Task directions>
Copy every line of the records below that holds the word "contents".

Data under study>

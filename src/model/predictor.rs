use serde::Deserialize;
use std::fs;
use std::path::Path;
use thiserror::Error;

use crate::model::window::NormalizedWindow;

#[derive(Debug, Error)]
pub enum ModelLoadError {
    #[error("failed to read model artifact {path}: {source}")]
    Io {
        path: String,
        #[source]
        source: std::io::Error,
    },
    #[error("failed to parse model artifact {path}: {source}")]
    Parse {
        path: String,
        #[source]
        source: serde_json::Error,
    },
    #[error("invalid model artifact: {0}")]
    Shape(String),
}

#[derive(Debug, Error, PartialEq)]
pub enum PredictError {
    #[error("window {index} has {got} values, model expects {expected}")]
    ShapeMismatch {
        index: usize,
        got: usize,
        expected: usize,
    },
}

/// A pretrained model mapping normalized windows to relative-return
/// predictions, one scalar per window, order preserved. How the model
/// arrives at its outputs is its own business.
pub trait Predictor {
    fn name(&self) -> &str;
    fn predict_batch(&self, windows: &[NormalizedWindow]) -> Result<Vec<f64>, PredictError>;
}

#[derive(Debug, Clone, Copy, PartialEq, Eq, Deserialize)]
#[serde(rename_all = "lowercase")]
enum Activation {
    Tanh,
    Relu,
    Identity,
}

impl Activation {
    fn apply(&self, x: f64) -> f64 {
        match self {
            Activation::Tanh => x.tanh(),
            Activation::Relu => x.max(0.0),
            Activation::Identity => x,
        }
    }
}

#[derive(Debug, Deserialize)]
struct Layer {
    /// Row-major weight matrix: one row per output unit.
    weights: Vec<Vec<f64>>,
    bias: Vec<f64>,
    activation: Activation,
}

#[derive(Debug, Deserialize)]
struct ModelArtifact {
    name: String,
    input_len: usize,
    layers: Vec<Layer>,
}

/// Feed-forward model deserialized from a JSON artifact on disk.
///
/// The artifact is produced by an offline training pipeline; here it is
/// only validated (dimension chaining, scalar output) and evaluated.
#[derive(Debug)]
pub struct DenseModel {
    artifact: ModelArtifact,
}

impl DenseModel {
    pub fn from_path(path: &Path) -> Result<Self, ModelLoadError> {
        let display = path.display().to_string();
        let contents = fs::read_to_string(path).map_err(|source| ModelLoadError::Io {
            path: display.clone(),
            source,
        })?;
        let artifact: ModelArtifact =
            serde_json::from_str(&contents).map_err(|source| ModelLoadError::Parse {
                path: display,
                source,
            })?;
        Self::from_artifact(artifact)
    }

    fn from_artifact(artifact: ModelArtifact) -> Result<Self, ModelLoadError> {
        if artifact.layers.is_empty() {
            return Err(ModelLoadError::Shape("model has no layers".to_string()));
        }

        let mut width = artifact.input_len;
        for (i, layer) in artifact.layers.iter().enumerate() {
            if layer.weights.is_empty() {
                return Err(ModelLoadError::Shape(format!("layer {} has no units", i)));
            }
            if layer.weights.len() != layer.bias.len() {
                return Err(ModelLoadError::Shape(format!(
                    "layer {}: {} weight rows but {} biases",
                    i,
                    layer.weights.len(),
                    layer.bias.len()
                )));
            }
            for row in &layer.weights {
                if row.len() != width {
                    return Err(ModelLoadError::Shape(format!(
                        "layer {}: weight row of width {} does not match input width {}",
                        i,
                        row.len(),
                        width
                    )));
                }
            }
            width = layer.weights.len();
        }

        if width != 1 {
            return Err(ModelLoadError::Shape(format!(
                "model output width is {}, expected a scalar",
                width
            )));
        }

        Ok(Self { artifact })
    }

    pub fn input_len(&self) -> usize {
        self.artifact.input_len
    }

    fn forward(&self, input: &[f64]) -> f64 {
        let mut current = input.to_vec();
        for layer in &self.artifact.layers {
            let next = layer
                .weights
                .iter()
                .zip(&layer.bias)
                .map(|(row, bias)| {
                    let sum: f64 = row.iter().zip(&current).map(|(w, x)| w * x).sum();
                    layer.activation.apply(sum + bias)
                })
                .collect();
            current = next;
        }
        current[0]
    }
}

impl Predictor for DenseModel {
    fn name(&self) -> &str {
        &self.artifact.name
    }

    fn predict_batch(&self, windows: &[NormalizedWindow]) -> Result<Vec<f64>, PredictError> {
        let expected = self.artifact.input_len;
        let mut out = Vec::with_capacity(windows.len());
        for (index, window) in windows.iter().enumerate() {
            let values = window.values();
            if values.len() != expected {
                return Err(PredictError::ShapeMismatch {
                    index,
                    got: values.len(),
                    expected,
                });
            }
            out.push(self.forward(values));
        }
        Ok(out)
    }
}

Output below>
        let contents = fs::read_to_string(path).map_err(|source| ModelLoadError::Io {
            serde_json::from_str(&contents).map_err(|source| ModelLoadError::Parse {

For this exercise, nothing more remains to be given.